The evolution of tRNA multigene families remains poorly understood, exhibiting unusual phenomena such as functional conversions of tRNA genes through anticodon shift substitutions. We improved FlyBase tRNA gene annotations from twelve Drosophila species, incorporating previously identified ortholog sets to compare substitution rates across tRNA bodies at single-site and base-pair resolution.

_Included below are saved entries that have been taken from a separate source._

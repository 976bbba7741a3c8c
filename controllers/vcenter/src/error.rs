//! Controller-specific error types.
//!
//! This module defines the failures a controller can detect. None of them
//! escape an operation: they are converted into error records or error
//! strings inside the operation's response.

use thiserror::Error;
use vcenter_client::VcenterError;

/// Remediation hint for problems with the supplied desired spec
pub const REMEDIATION_CHECK_INPUT: &str = "Check input spec and retry the operation";

/// Remediation hint for problems reported by, or reaching, vCenter
pub const REMEDIATION_CHECK_COMPONENT: &str = "Check component on vcenter";

/// Remediation hint for controller misconfiguration
pub const REMEDIATION_CHECK_CONFIG: &str = "Check controller configuration and retry";

/// Errors that can occur in the vCenter configuration controllers.
#[derive(Debug, Error)]
pub enum ControllerError {
    /// REST call failed
    #[error("vCenter error: {0}")]
    Transport(VcenterError),

    /// Task did not finish in time
    #[error("Task timeout: {0}")]
    TaskTimeout(String),

    /// Task reached an invalid or unknown status
    #[error("Task status error: {0}")]
    TaskStatus(String),

    /// Response was missing expected keys
    #[error("Malformed response: {0}")]
    MalformedResponse(String),

    /// Desired spec named a component the controller does not manage
    #[error("Unsupported component: {0}")]
    UnsupportedComponent(String),

    /// Desired spec was empty or had the wrong shape
    #[error("Invalid desired spec: {0}")]
    Validation(String),

    /// Invalid configuration
    #[error("Invalid configuration: {0}")]
    InvalidConfig(String),

    #[error("Unsupported controller: {0}")]
    UnsupportedController(String),

    #[error("Unsupported operation: {0}")]
    UnsupportedOperation(String),
}

impl ControllerError {
    /// Remediation hint for this failure, chosen by the kind of problem detected
    pub fn remediation(&self) -> &'static str {
        match self {
            ControllerError::UnsupportedComponent(_) | ControllerError::Validation(_) => REMEDIATION_CHECK_INPUT,
            ControllerError::InvalidConfig(_)
            | ControllerError::UnsupportedController(_)
            | ControllerError::UnsupportedOperation(_) => REMEDIATION_CHECK_CONFIG,
            ControllerError::Transport(_)
            | ControllerError::TaskTimeout(_)
            | ControllerError::TaskStatus(_)
            | ControllerError::MalformedResponse(_) => REMEDIATION_CHECK_COMPONENT,
        }
    }

    /// Whether the failure happened talking to vCenter rather than in local input
    pub fn is_remote(&self) -> bool {
        matches!(
            self,
            ControllerError::Transport(_)
                | ControllerError::TaskTimeout(_)
                | ControllerError::TaskStatus(_)
                | ControllerError::MalformedResponse(_)
        )
    }
}

impl From<VcenterError> for ControllerError {
    fn from(error: VcenterError) -> Self {
        match error {
            VcenterError::TaskTimeout { .. } => ControllerError::TaskTimeout(error.to_string()),
            VcenterError::TaskStatus { .. } => ControllerError::TaskStatus(error.to_string()),
            VcenterError::InvalidResponse(message) => ControllerError::MalformedResponse(message),
            other => ControllerError::Transport(other),
        }
    }
}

All rapidly evolving sites fell within the same metal ion-binding pocket that lies at the interface of the two major stacked helical domains. We applied our tRNA Structure–Function Mapper (tSFM) method independently to each Drosophila species and one outgroup species Musca domestica and found that, although predicted tRNA structure–function maps are generally highly conserved in flies, one tRNA Class-Informative Feature (CIF) within the rapidly evolving ion-binding pocket—Cytosine 17 (C17), ancestrally informative for lysylation identity—independently gained asparaginylation identity and substituted in parallel across tRNA^Asn paralogs at least once, possibly multiple times, during evolution of the genus. In D. melanogaster, most tRNA^Lys and tRNA^Asn genes are co-arrayed in one large heterologous gene cluster, suggesting that heterologous gene conversion as well as structural similarities of tRNA-binding interfaces in the closely related asparaginyl-tRNA synthetase (AsnRS) and lysyl-tRNA synthetase (LysRS) proteins may have played a role in these changes. A previously identified Asn-to-Lys anticodon shift substitution in D. ananassae may have arisen to compensate for the convergent and parallel gains of C17 in tRNA^Asn paralogs in that lineage. Our results underscore the functional and evolutionary relevance of our tRNA structure–function map predictions and illuminate multiple genomic and structural factors contributing to rapid, parallel and compensatory evolution of tRNA multigene families.

tRNA 多基因家族的进化仍然知之甚少，表现出不寻常的现象，例如通过反密码子移位替换实现 tRNA 基因的功能转换。我们改进了来自 12 个果蝇物种的 FlyBase tRNA 基因注释，纳入了之前确定的直系同源集，以在单位点和碱基对分辨率下比较 tRNA 体之间的取代率。所有快速进化的位点都位于位于两个主要堆叠螺旋结构域界面处的同一金属离子结合袋内。我们将我们的 tRNA 结构-功能图谱 (tSFM) 方法独立地应用于每个果蝇物种和一种外群物种家蝇，并发现，尽管预测的 tRNA 结构-功能图谱在果蝇中通常高度保守，但一种 tRNA 类信息特征 (CIF)在快速进化的离子结合口袋——胞嘧啶 17 (C17) 中，细胞嘧啶 17 (C17) 为赖氨酸化身份提供了祖先信息——在该属的进化过程中，独立获得了天冬酰胺化身份，并在 tRNA ^Asn旁系同源物中平行取代至少一次，可能多次。在黑腹果蝇中，大多数 tRNA ^Lys和 tRNA ^Asn基因共同排列在一个大的异源基因簇中，这表明密切相关的天冬酰胺酰-tRNA 合成酶 (AsnRS) 和 tRNA 结合界面的异源基因转换以及 tRNA 结合界面的结构相似性。赖氨酰-tRNA 合成酶 (LysRS) 蛋白可能在这些变化中发挥了作用。先前在D. ananassae中发现的 Asn 到 Lys 反密码子移位替换可能是为了补偿该谱系中 tRNA ^Asn旁系同源物中 C17 的收敛和平行增益。我们的结果强调了 tRNA 结构功能图谱预测的功能和进化相关性，并阐明了有助于 tRNA 多基因家族快速、平行和补偿进化的多个基因组和结构因素。